|Title||Physics-Based Scenario of Earthquake Cycles on the Ventura Thrust System, California: The Effect of Variable Friction and Fault Geometry|
|Publication Type||Journal Article|
|Year of Publication||2019|
|Authors||Ong MSQ, Barbot S, Hubbard J|
|Journal||Pure and Applied Geophysics|
The Ventura Thrust system in California is capable of producing large magnitude earthquakes. Geological studies suggest that the fault geometry is complex, composed of multiple segments at different dips: thrust ramps dipping 30°–50° linked with bed-parallel décollements dipping < 10°. These latter types of gently dipping faults form due to preexisting weaknesses in the crust, and therefore have different frictional parameters from thrust ramps; the faults also experience different stresses because of how stresses are resolved onto the fault planes. Here, we use a two-dimensional fault model to assess how geometry and frictional properties of the ramp/décollement system should affect the seismic cycle. We test velocity-strengthening, velocity-weakening, and conditionally stable décollements, and in addition explore how the dip angle of the décollement changes the earthquake behavior. A velocity-strengthening décollement cannot replicate the through-going earthquake ruptures that have been inferred for the Ventura fault system. We therefore suggest that this and other décollements may be better represented using a velocity-weakening or conditionally stable response. Our results show that minor variations in fault geometry produce slip amounts and recurrence intervals that differ only by 10–20%, but do not fundamentally alter the types of earthquakes and interseismic slip.
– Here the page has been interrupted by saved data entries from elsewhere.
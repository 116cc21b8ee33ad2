//! Typed ID wrappers for type safety across gear5tv.
//!
//! Catalog titles are keyed by human-readable slugs (`"one-piece"`), so
//! [`ContentId`] wraps a `String`. Records owned by the Pub Stream backend are
//! keyed by UUIDs and get one newtype each.

use serde::{Deserialize, Serialize};
use std::fmt;
use std::str::FromStr;
use uuid::Uuid;

/// Identifier of a catalog title.
#[derive(Debug, Clone, PartialEq, Eq, Hash, PartialOrd, Ord, Serialize, Deserialize)]
#[serde(transparent)]
pub struct ContentId(String);

impl ContentId {
    /// Wrap a title identifier.
    pub fn new<S: Into<String>>(id: S) -> Self {
        Self(id.into())
    }

    /// Borrow the identifier as a string slice.
    #[must_use]
    pub fn as_str(&self) -> &str {
        &self.0
    }
}

impl From<&str> for ContentId {
    fn from(id: &str) -> Self {
        Self(id.to_string())
    }
}

impl From<String> for ContentId {
    fn from(id: String) -> Self {
        Self(id)
    }
}

impl AsRef<str> for ContentId {
    fn as_ref(&self) -> &str {
        &self.0
    }
}

impl fmt::Display for ContentId {
    fn fmt(&self, f: &mut fmt::Formatter<'_>) -> fmt::Result {
        f.write_str(&self.0)
    }
}

/// Generate a newtype ID wrapper over `Uuid`.
macro_rules! typed_id {
    ($($(#[doc = $doc:expr])* $name:ident),+ $(,)?) => {
        $(
            $(#[doc = $doc])*
            #[derive(Debug, Clone, Copy, PartialEq, Eq, Hash, Serialize, Deserialize)]
            #[serde(transparent)]
            pub struct $name(Uuid);

            impl $name {
                /// Create a new random ID.
                #[must_use]
                pub fn new() -> Self {
                    Self(Uuid::new_v4())
                }
            }

            impl Default for $name {
                fn default() -> Self {
                    Self::new()
                }
            }

            impl From<Uuid> for $name {
                fn from(uuid: Uuid) -> Self {
                    Self(uuid)
                }
            }

            impl From<$name> for Uuid {
                fn from(id: $name) -> Self {
                    id.0
                }
            }

            impl fmt::Display for $name {
                fn fmt(&self, f: &mut fmt::Formatter<'_>) -> fmt::Result {
                    write!(f, "{}", self.0)
                }
            }

            impl FromStr for $name {
                type Err = uuid::Error;

                fn from_str(s: &str) -> std::result::Result<Self, Self::Err> {
                    Uuid::parse_str(s).map(Self)
                }
            }
        )+
    };
}

typed_id! {
    /// Unique identifier for a Pub Stream channel.
    ChannelId,
    /// Unique identifier for an uploaded Pub Stream video.
    VideoId,
    /// Unique identifier for a comment.
    CommentId,
}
We conclude that geological constraints on fault geometry are typically sufficient to produce modeled earthquake sequences that are statistically consistent with paleoseismic records. However, both frictional parameters along the fault and effective normal stress influence earthquake rupture patterns significantly. More research is needed to adequately constrain these quantities in order for earthquake rupture models to work as effective predictors of fault behavior.